Postanowieniem z 11 września 2013 r. Trybunał Konstytucyjny odmówił nadania dalszego biegu skardze konstytucyjnej z powodu braków formalnych wniesionego środka. W pierwszej kolejności Trybunał stwierdził, że 16 lutego 2012 r. skarżący wniósł do Trybunału skargę konstytucyjną w związku z uchwałą KRS nr 1901/2011 z 13 września 2011 r. w sprawie nieprzedstawienia wniosku o powołaniu do pełnienia urzędu sędziego. W skardze tej zarzucił niezgodność ustawy o KRS z 2011 r. z art. 2, art. 32 ust. 2, art. 60 oraz art. 65 Konstytucji – w tym samym zakresie, w jakim zakwestionował ją w skardze konstytucyjnej z 10 kwietnia 2012 r. Skardze nadano sygn. Ts 38/12. Trybunał Konstytucyjny postanowieniem z 10 października 2012 r. odmówił nadania dalszego biegu skardze o sygn. Ts 38/12, a postanowieniem z 18 grudnia 2012 r. nie uwzględnił zażalenia na to postanowienie.

Trybunał, badając skargę konstytucyjną z 10 kwietnia 2012 r., stwierdził, że – w konsekwencji wniesienia przez skarżącego kolejnej skargi konstytucyjnej w związku z de facto tym samym rozstrzygnięciem, z którym skarżący łączy naruszenie swoich praw i wolności konstytucyjnych w sprawie Ts 38/12, a także wobec tożsamości przedmiotów obu skarg oraz podniesionych w nich zarzutów – skarga ta zawiera te same braki formalne, które były podstawą odmowy nadania dalszego biegu skardze konstytucyjnej w sprawie Ts 38/12. Przedmiotem skargi skarżący uczynił całą ustawę o KRS z 2011 r. – w zakresie, w jakim nie zawiera ona regulacji o pożądanej przez skarżącego treści. Oznacza to, że skarżący zakwestionował zaniechanie ustawodawcze, co przesądziło o konieczności odmowy nadania skardze konstytucyjnej dalszego biegu.

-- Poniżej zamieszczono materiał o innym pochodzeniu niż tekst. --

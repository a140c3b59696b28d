//! CLI entry point.
//!
//! Wires configuration, the Session Controller, and the Control Server
//! together and blocks for the lifetime of the process (spec.md §6.4). With
//! the control server enabled, recording is driven entirely by commands
//! arriving over that channel. With `--no-control` and an `--output` path,
//! this binary drives a single all-streams recording itself until Ctrl-C.

use anyhow::{Context, Result};
use clap::Parser;
use std::path::PathBuf;
use std::sync::Arc;
use tracing::{info, warn};
use xdf_recorder::clock::SystemClock;
use xdf_recorder::config::Settings;
use xdf_recorder::control::ControlServer;
use xdf_recorder::controller::{ControllerConfig, Selection, SessionController};
use xdf_recorder::model::SessionState;
use xdf_recorder::source::mock::MockSource;
use xdf_recorder::worker::WorkerConfig;

#[derive(Parser)]
#[command(name = "xdf-recorder")]
#[command(about = "Multi-stream acquisition-to-XDF recorder with a TCP control plane")]
struct Cli {
    /// Output XDF file; equivalent to issuing a `filename` control command
    /// at startup. Still required: no `filename` default exists, matching
    /// `set_filename`'s own contract.
    #[arg(short, long)]
    output: Option<PathBuf>,

    /// Control server bind address.
    #[arg(long)]
    bind: Option<String>,

    /// Control server port.
    #[arg(long)]
    port: Option<u16>,

    /// Disable the control server entirely.
    #[arg(long)]
    no_control: bool,

    /// Optional TOML configuration file.
    #[arg(short, long)]
    config: Option<PathBuf>,
}

fn main() -> Result<()> {
    tracing_subscriber::fmt()
        .with_env_filter(tracing_subscriber::EnvFilter::from_default_env())
        .init();

    let cli = Cli::parse();

    let mut settings = Settings::load(cli.config.as_deref()).context("loading configuration")?;
    if let Some(bind) = &cli.bind {
        settings.bind_address = bind.clone();
    }
    if let Some(port) = cli.port {
        settings.port = port;
    }
    if cli.no_control {
        settings.enable_remote_control = false;
    }
    settings.validate().context("validating configuration")?;
    info!(?settings, "configuration loaded");

    // No real Lab Streaming Layer transport is wired in here (out of scope,
    // spec.md §1); the mock source lets this binary demonstrate the pipeline
    // end to end. A real deployment substitutes a genuine `StreamSource`.
    let source = Arc::new(MockSource::new(Vec::new()));
    let controller = Arc::new(SessionController::new(
        source,
        Arc::new(SystemClock::new()),
        ControllerConfig {
            discovery_timeout_s: settings.discovery_timeout_s,
            stop_timeout_s: settings.stop_timeout_s,
            worker: WorkerConfig {
                buffer_seconds: settings.buffer_seconds,
                max_chunk_len: 0,
                pull_timeout_s: settings.pull_timeout_s,
                max_samples_per_pull: settings.max_samples_per_pull,
                clock_offset_interval_s: settings.clock_sync_interval_s,
            },
            ..ControllerConfig::default()
        },
    ));

    let output_given = cli.output.is_some();
    if let Some(output) = cli.output {
        controller
            .set_filename(output.to_str().context("output path is not valid UTF-8")?)
            .context("setting output filename")?;
    }

    // Keep the accept-loop/worker threads alive, owning the process's main
    // thread as a Ctrl-C wait, the way the pack's own threaded examples do
    // (e.g. FutureSDR's `rx_threaded` example registers a `ctrlc` handler
    // around a plain blocking receive loop rather than an async runtime).
    let (interrupt_tx, interrupt_rx) = crossbeam_channel::bounded(1);
    ctrlc::set_handler(move || {
        let _ = interrupt_tx.try_send(());
    })
    .context("installing Ctrl-C handler")?;

    let _server = if settings.enable_remote_control {
        let server = ControlServer::spawn(&settings.bind_address, settings.port, Arc::clone(&controller))
            .context("starting control server")?;
        info!(addr = %server.local_addr(), "control server ready");
        Some(server)
    } else if output_given {
        // No control channel to drive the session from, but an output path
        // was given on the command line: record everything discoverable
        // until interrupted (spec.md §6.4 / SPEC_FULL.md §9).
        controller.update_streams().context("discovering streams")?;
        controller.select(Selection::All).context("selecting streams")?;
        controller.start().context("starting recording")?;
        info!("recording started without a control server; press Ctrl-C to stop");
        None
    } else {
        info!("control server disabled (--no-control) and no --output given; nothing to record");
        None
    };

    interrupt_rx.recv().context("waiting for Ctrl-C")?;
    info!("shutting down");
    if controller.status().state == SessionState::Recording {
        if let Err(err) = controller.stop() {
            warn!(error = %err, "failed to stop recording cleanly on shutdown");
        }
    }
    Ok(())
}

Trybunał podtrzymał ocenę – przedstawioną w postanowieniu z 10 października 2012 r. w sprawie Ts 38/12 – o oczywistej bezzasadności sformułowanych w skardze zarzutów.

Ponadto, Trybunał stwierdził, że skarga nie spełnia przesłanki wyrażonej w art. 47 ust. 1 pkt 2 ustawy z dnia 1 sierpnia 1997 r. o Trybunale Konstytucyjnym (Dz. U. Nr 102, poz. 643, ze zm.; dalej: ustawa o TK), tj. obowiązku określenia praw lub wolności konstytucyjnych skarżącego, które zostały naruszone, oraz uprawdopodobnienia tego naruszenia. Trybunał podkreślił przy tym, że powyższej oceny nie podważyło rozszerzenie przez skarżącego w badanej skardze zakresu wzorców kontroli o art. 186 ust. 1 Konstytucji w stosunku do zakresu zaskarżenia wskazanego w sprawie Ts 38/12. Przepis ten określa bowiem podstawową rolę Krajowej Rady Sądownictwa, nie stanowi natomiast źródła praw czy wolności podmiotowych.

W dniu 24 września 2013 r. skarżący wniósł zażalenie na postanowienie Trybunału Konstytucyjnego z 11 września 2013 r. Skarżący wskazał, że przedmiotem skargi nie było zaniechanie ustawodawcze, ale „nadanie ustawie karykaturalnego kształtu, który eliminował z możliwości przywrócenia na urząd osoby uhonorowane statusem pokrzywdzonego przez policję polityczną”. Zaznaczył także, że Trybunał nie odniósł się do tego, że skarżący był asesorem sądowym, pełniącym obowiązki sędziowskie. Tymczasem, zdaniem skarżącego, wykonywanie obowiązków sędziowskich jednoznacznie wskazuje, że zajmował on stanowisko sędziego.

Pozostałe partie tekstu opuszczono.